The monument, meant to celebrate America’s western expansion, has taken on different interpretations over its lifetime.
Bob Moore, resident historian at the Arch, called the structure “an icon of the modern age,” but said it also represented the taking of land from Native Americans and Hispanic people.
While today’s television viewers may know the Arch better as the centerpiece of the SyFy series Defiance, the seed for its creation was planted in 1933, when attorney Luther Ely Smith, returning by train to his hometown, saw the blight of the riverfront and proposed building the structure.
Two years later, city leaders, eager for jobs and federal money, asked voters to approve a bond issue in an election which had an unusually high turnout and approval rate.
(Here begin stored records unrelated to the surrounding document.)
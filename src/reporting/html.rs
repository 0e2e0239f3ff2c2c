//! Static HTML rendering for the profiling report.
//!
//! The report is a single self-contained document: inline CSS, no external
//! assets, no scripts. Rendering is a pure string function so it can be
//! tested without touching the filesystem.

use crate::types::{ColumnProfile, DatasetProfile};

/// Render the full profiling report document.
pub(crate) fn render_profile_report(profile: &DatasetProfile, generated_at: &str) -> String {
    format!(
        r#"<!DOCTYPE html>
<html lang="en">
<head>
    <meta charset="UTF-8">
    <meta name="viewport" content="width=device-width, initial-scale=1.0">
    <title>Profiling Report</title>
    <style>{css}</style>
</head>
<body>
    <div class="container">
        <h1>Profiling Report</h1>
        <p class="meta">Generated at {generated_at} &middot; {rows} rows &times; {cols} columns</p>
        {columns_table}
        {correlations_table}
    </div>
</body>
</html>"#,
        css = inline_css(),
        generated_at = escape_html(generated_at),
        rows = profile.shape.0,
        cols = profile.shape.1,
        columns_table = render_columns_table(&profile.column_profiles),
        correlations_table = render_correlations_table(profile),
    )
}

fn render_columns_table(columns: &[ColumnProfile]) -> String {
    let mut rows = String::new();
    for col in columns {
        let stats = render_characteristics(col);
        rows.push_str(&format!(
            "<tr><td>{}</td><td>{}</td><td>{}</td><td>{}</td><td>{:.1}%</td><td>{}</td><td>{}</td></tr>\n",
            escape_html(&col.name),
            escape_html(&col.dtype),
            escape_html(&col.inferred_type),
            col.null_count,
            col.null_percentage,
            col.unique_count,
            stats,
        ));
    }

    format!(
        r#"<h2>Columns</h2>
<table>
<thead><tr><th>Column</th><th>Dtype</th><th>Type</th><th>Missing</th><th>Missing %</th><th>Unique</th><th>Distribution</th></tr></thead>
<tbody>
{rows}</tbody>
</table>"#
    )
}

fn render_characteristics(col: &ColumnProfile) -> String {
    let mut parts = Vec::new();
    for key in ["mean", "std", "min", "max", "skewness"] {
        if let Some(value) = col.characteristics.get(key).and_then(|v| v.as_f64()) {
            parts.push(format!("{} = {:.2}", key, value));
        }
    }
    if let Some(tokens) = col.characteristics.get("distinct_tokens").and_then(|v| v.as_u64()) {
        parts.push(format!("distinct tokens = {}", tokens));
    }
    if let Some(mode) = col.characteristics.get("most_frequent").and_then(|v| v.as_str()) {
        parts.push(format!("mode = {}", escape_html(mode)));
    }
    parts.join(", ")
}

fn render_correlations_table(profile: &DatasetProfile) -> String {
    if profile.correlations.is_empty() {
        return "<h2>Correlations</h2>\n<p>No numeric column pairs.</p>".to_string();
    }

    let mut rows = String::new();
    for entry in &profile.correlations {
        let strength_class = if entry.pearson_r.abs() >= 0.6 {
            "strong"
        } else if entry.pearson_r.abs() >= 0.3 {
            "moderate"
        } else {
            "weak"
        };
        rows.push_str(&format!(
            "<tr class=\"{}\"><td>{}</td><td>{}</td><td>{:.3}</td></tr>\n",
            strength_class,
            escape_html(&entry.left),
            escape_html(&entry.right),
            entry.pearson_r,
        ));
    }

    format!(
        r#"<h2>Correlations</h2>
<table>
<thead><tr><th>Column</th><th>Column</th><th>Pearson r</th></tr></thead>
<tbody>
{rows}</tbody>
</table>"#
    )
}

fn inline_css() -> &'static str {
    r#"
body { font-family: -apple-system, BlinkMacSystemFont, 'Segoe UI', Helvetica, Arial, sans-serif;
       background: #f6f8fa; color: #1f2328; line-height: 1.5; }
.container { max-width: 1100px; margin: 0 auto; padding: 2rem; }
h1 { margin-bottom: 0.25rem; }
.meta { color: #656d76; margin-bottom: 1.5rem; }
table { border-collapse: collapse; width: 100%; margin-bottom: 2rem; background: #fff; }
th, td { border: 1px solid #d0d7de; padding: 0.4rem 0.6rem; text-align: left; }
th { background: #eaeef2; }
tr.strong td { background: #dafbe1; }
tr.moderate td { background: #fff8c5; }
"#
}

/// Minimal HTML escaping for text content.
fn escape_html(s: &str) -> String {
    s.replace('&', "&amp;").replace('<', "&lt;").replace('>', "&gt;")
}
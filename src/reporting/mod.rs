//! Report generation.
//!
//! Writes the diagnostic HTML profiling report to disk. The report is purely
//! informative: nothing downstream reads it back.

mod html;

use crate::error::Result;
use crate::types::DatasetProfile;
use chrono::Local;
use std::fs;
use std::path::PathBuf;
use tracing::info;

pub struct ReportGenerator {
    output_dir: PathBuf,
}

impl ReportGenerator {
    pub fn new(output_dir: impl Into<PathBuf>) -> Self {
        Self {
            output_dir: output_dir.into(),
        }
    }

    /// Render the profiling report and write it as `<stem>.html` in the
    /// output directory, returning the path written.
    pub fn write_profile_report(
        &self,
        profile: &DatasetProfile,
        stem: &str,
    ) -> Result<PathBuf> {
        let generated_at = Local::now().format("%Y-%m-%d %H:%M:%S").to_string();
        let document = html::render_profile_report(profile, &generated_at);

        fs::create_dir_all(&self.output_dir)?;
        let path = self.output_dir.join(format!("{stem}.html"));
        fs::write(&path, document)?;

        info!("Profiling report written to {:?}", path);
        Ok(path)
    }
}

#[cfg(test)]
mod tests {
    use super::*;
    use crate::profiler::DataProfiler;
    use polars::prelude::*;

    #[test]
    fn test_write_profile_report() {
        let df = df![
            "Rating" => [7.0, 8.0, 9.0],
            "Metascore" => [Some(70.0), None, Some(90.0)],
        ]
        .unwrap();
        let profile = DataProfiler::profile_dataset(&df).unwrap();

        let dir = tempfile::tempdir().unwrap();
        let generator = ReportGenerator::new(dir.path());
        let path = generator
            .write_profile_report(&profile, "profiling_report")
            .unwrap();

        assert!(path.exists());
        let contents = std::fs::read_to_string(&path).unwrap();
        assert!(contents.contains("Profiling Report"));
        assert!(contents.contains("Metascore"));
    }

    #[test]
    fn test_write_creates_missing_directories() {
        let df = df!["Rating" => [7.0, 8.0]].unwrap();
        let profile = DataProfiler::profile_dataset(&df).unwrap();

        let dir = tempfile::tempdir().unwrap();
        let nested = dir.path().join("deep/out");
        let generator = ReportGenerator::new(&nested);
        let path = generator.write_profile_report(&profile, "report").unwrap();
        assert!(path.exists());
    }
}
The St. Louis Post-Dispatch investigated the results and found the vote was fraudulent, winning a Pulitzer Prize for its revelation.
Starting in 1939, 37 blocks of the city’s riverfront were demolished, but wartime priorities left the space unused until a design competition following World War II.
CONFUSION
The competition opened in 1947, attracting 172 entries with ideas ranging from abstract sculpture to a covered wagon. Entries came from Finnish-American architect Eero Saarinen and separately from his noted father Eliel, both living in the Detroit area.
The committee picked Eero’s design of a catenary arch as the winner, but mistakenly alerted Eliel he had won. Eero and his team took home a combined $90,000 for a design that Smith called a “brilliant forecast into the future.”
Still, Saarinen’s design quickly came under fire, with some saying it looked too much like the arch planned for the 1942 Rome Exposition in Fascist Italy, while others described it as a giant croquet wicket.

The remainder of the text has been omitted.